You need Acrobat to be installed. Tested on Acrobat DC. This is a VB.net code. Due to that these objects are COM objects, you shall do a 'release object', not just a '=Nothing". You can convert this code here: https://converter.telerik.com/
Private Function ImageToPDF(ByVal FilePath As String, ByVal DestinationFolder As String) As String
Const PDSaveCollectGarbage As Integer = 32
Const PDSaveLinearized As Integer = 4
Const PDSaveFull As Integer = 1
Dim PDFAVDoc As Object = Nothing
Dim PDFDoc As Object = Nothing
Try
'Check destination requirements
If Not DestinationFolder.EndsWith("\") Then DestinationFolder += "\"
If Not System.IO.Directory.Exists(DestinationFolder) Then Throw New Exception("Destination directory does not exist: " & DestinationFolder)
Dim CreatedFile As String = DestinationFolder & System.IO.Path.GetFileNameWithoutExtension(FilePath) & ".pdf"
'Avoid conflicts, therefore previous file there will be deleted
If File.Exists(CreatedFile) Then File.Delete(CreatedFile)
'Get PDF document
PDFAVDoc = GetPDFAVDoc(FilePath)
PDFDoc = PDFAVDoc.GetPDDoc
If Not PDFDoc.Save(PDSaveCollectGarbage Or PDSaveLinearized Or PDSaveFull, CreatedFile) Then Throw New Exception("PDF file cannot be saved: " & PDFDoc.GetFileName())
If Not PDFDoc.Close() Then Throw New Exception("PDF file could not be closed: " & PDFDoc.GetFileName())
PDFAVDoc.Close(1)
Return CreatedFile
Catch Ex As Exception
Throw Ex
Finally
System.Runtime.InteropServices.Marshal.ReleaseComObject(PDFDoc)
System.Runtime.InteropServices.Marshal.FinalReleaseComObject(PDFDoc)
PDFDoc = Nothing
System.Runtime.InteropServices.Marshal.ReleaseComObject(PDFAVDoc)
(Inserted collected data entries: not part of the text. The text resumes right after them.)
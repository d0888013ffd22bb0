//! Live instrument parameters addressed by numeric id.
//!
//! Values cross the API normalised to 0..1 and are mapped onto the integer
//! ranges the instrument stores. Edits apply from the next tick.

use super::voice::Voice;
use crate::{error::UnknownParam, instrument::SoundSource, MAX_VOLUME};

const MAX_LENGTH: u8 = u8::MAX;
const MAX_VIBRATO: u8 = 63;
const MAX_SPEED: u8 = 15;

#[derive(Debug, Clone, Copy, PartialEq, Eq, Hash)]
#[cfg_attr(feature = "serde", derive(serde::Serialize, serde::Deserialize))]
#[repr(u32)]
pub enum ParamId {
    /// Voice output level, 0..=64.
    Volume = 0,
    /// Attack length in ticks, 0..=255.
    AttackSpeed = 1,
    /// Decay length in ticks, 0..=255.
    DecaySpeed = 2,
    /// Sustain level, 0..=64.
    SustainVolume = 3,
    /// Release length in ticks, 0..=255.
    ReleaseSpeed = 4,
    VibratoSpeed = 5,
    VibratoDepth = 6,
    /// Vibrato start delay in ticks, 0..=255.
    VibratoDelay = 7,
    /// Ticks per arpeggio step, 1..=15.
    ArpeggioSpeed = 8,
    /// Ticks of sustain before an automatic release, 0 holds.
    SustainTicks = 16,
    /// Ticks per wave sequencer step, 1..=15. Wavetable instruments only.
    SequencerSpeed = 17,
}

impl ParamId {
    pub const ALL: [ParamId; 11] = [
        ParamId::Volume,
        ParamId::AttackSpeed,
        ParamId::DecaySpeed,
        ParamId::SustainVolume,
        ParamId::ReleaseSpeed,
        ParamId::VibratoSpeed,
        ParamId::VibratoDepth,
        ParamId::VibratoDelay,
        ParamId::ArpeggioSpeed,
        ParamId::SustainTicks,
        ParamId::SequencerSpeed,
    ];

    pub fn id(self) -> u32 {
        self as u32
    }

    pub fn name(self) -> &'static str {
        match self {
            ParamId::Volume => "volume",
            ParamId::AttackSpeed => "attack",
            ParamId::DecaySpeed => "decay",
            ParamId::SustainVolume => "sustain",
            ParamId::ReleaseSpeed => "release",
            ParamId::VibratoSpeed => "vibrato speed",
            ParamId::VibratoDepth => "vibrato depth",
            ParamId::VibratoDelay => "vibrato delay",
            ParamId::ArpeggioSpeed => "arpeggio speed",
            ParamId::SustainTicks => "sustain ticks",
            ParamId::SequencerSpeed => "sequencer speed",
        }
    }
}

impl TryFrom<u32> for ParamId {
    type Error = UnknownParam;

    fn try_from(id: u32) -> Result<Self, Self::Error> {
        ParamId::ALL
            .into_iter()
            .find(|param| param.id() == id)
            .ok_or(UnknownParam(id))
    }
}

fn denormalise(value: f32, max: u8) -> u8 {
    (value.clamp(0.0, 1.0) * f32::from(max)).round() as u8
}

fn normalise(value: u8, max: u8) -> f32 {
    f32::from(value) / f32::from(max)
}

impl Voice {
    /// Applies a normalised value. Instrument parameters are ignored while no
    /// instrument is loaded.
    pub fn set_param(&mut self, param: ParamId, value: f32) {
        if param == ParamId::Volume {
            self.set_master_volume(denormalise(value, MAX_VOLUME));
            return;
        }
        let Some(instrument) = self.instrument_mut() else {
            return;
        };

        let envelope = &mut instrument.envelope;
        match param {
            ParamId::Volume => {}
            ParamId::AttackSpeed => envelope.attack_length = denormalise(value, MAX_LENGTH),
            ParamId::DecaySpeed => envelope.decay_length = denormalise(value, MAX_LENGTH),
            ParamId::SustainVolume => envelope.sustain_level = denormalise(value, MAX_VOLUME),
            ParamId::ReleaseSpeed => envelope.release_length = denormalise(value, MAX_LENGTH),
            ParamId::SustainTicks => envelope.sustain_ticks = denormalise(value, MAX_LENGTH),
            ParamId::VibratoSpeed => instrument.vibrato.speed = denormalise(value, MAX_VIBRATO),
            ParamId::VibratoDepth => instrument.vibrato.depth = denormalise(value, MAX_VIBRATO),
            ParamId::VibratoDelay => instrument.vibrato.delay = denormalise(value, MAX_LENGTH),
            ParamId::ArpeggioSpeed => instrument
                .arpeggio
                .set_speed(denormalise(value, MAX_SPEED)),
            ParamId::SequencerSpeed => {
                if let SoundSource::Wavetable(source) = &mut instrument.source {
                    source.set_speed(denormalise(value, MAX_SPEED));
                }
            }
        }
    }

    /// Current normalised value, `None` when the parameter does not apply.
    pub fn param(&self, param: ParamId) -> Option<f32> {
        if param == ParamId::Volume {
            return Some(normalise(self.master_volume(), MAX_VOLUME));
        }
        let instrument = self.instrument()?;

        let envelope = &instrument.envelope;
        let value = match param {
            ParamId::Volume => normalise(self.master_volume(), MAX_VOLUME),
            ParamId::AttackSpeed => normalise(envelope.attack_length, MAX_LENGTH),
            ParamId::DecaySpeed => normalise(envelope.decay_length, MAX_LENGTH),
            ParamId::SustainVolume => normalise(envelope.sustain_level, MAX_VOLUME),
            ParamId::ReleaseSpeed => normalise(envelope.release_length, MAX_LENGTH),
            ParamId::SustainTicks => normalise(envelope.sustain_ticks, MAX_LENGTH),
            ParamId::VibratoSpeed => normalise(instrument.vibrato.speed, MAX_VIBRATO),
            ParamId::VibratoDepth => normalise(instrument.vibrato.depth, MAX_VIBRATO),
            ParamId::VibratoDelay => normalise(instrument.vibrato.delay, MAX_LENGTH),
            ParamId::ArpeggioSpeed => normalise(instrument.arpeggio.speed(), MAX_SPEED),
            ParamId::SequencerSpeed => match &instrument.source {
                SoundSource::Wavetable(source) => normalise(source.speed(), MAX_SPEED),
                SoundSource::Pcm(_) => return None,
            },
        };
        Some(value)
    }
}
//! Arpeggio stepping through a table of semitone offsets.

use crate::instrument::ArpeggioTable;

/// Position within an [`ArpeggioTable`]. Advances one entry every
/// `table.speed()` ticks and wraps at the table length.
#[derive(Debug, Clone, Default)]
pub struct Arpeggio {
    index: usize,
    counter: u8,
}

impl Arpeggio {
    pub fn new() -> Self {
        Self::default()
    }

    pub fn note_on(&mut self) {
        self.index = 0;
        self.counter = 0;
    }

    /// Advances one tick and returns the current offset in semitones.
    pub fn tick(&mut self, table: &ArpeggioTable) -> i8 {
        self.counter = self.counter.saturating_add(1);
        if self.counter >= table.speed() {
            self.counter = 0;
            self.index = (self.index + 1) % table.len();
        }
        table.offset(self.index)
    }

    pub fn index(&self) -> usize {
        self.index
    }

    pub fn offset(&self, table: &ArpeggioTable) -> i8 {
        table.offset(self.index)
    }
}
System.Runtime.InteropServices.Marshal.FinalReleaseComObject(PDFAVDoc)
PDFAVDoc = Nothing
GC.Collect()
GC.WaitForPendingFinalizers()
GC.Collect()
End Try
End Function

not sure if you're looking for just free / open source solutions or considering commercial ones as well. But if you're including commercial solutions, there's a toolkit called EasyPDF SDK that offers an API for converting images (plus a number of other file types) to PDF. It supports C# and can be found here:
http://www.pdfonline.com/
The C# code would look as follows:
Printer oPrinter = new Printer();
ImagePrintJob oPrintJob = oPrinter.ImagePrintJob;
oPrintJob.PrintOut(imageFile, pdfFile);
To be fully transparent, I should disclaim that I do work for the makers of EasyPDF SDK (hence my handle), so this suggestion is not without some personal bias :) But feel free to check out the eval version if you're interested. Cheers!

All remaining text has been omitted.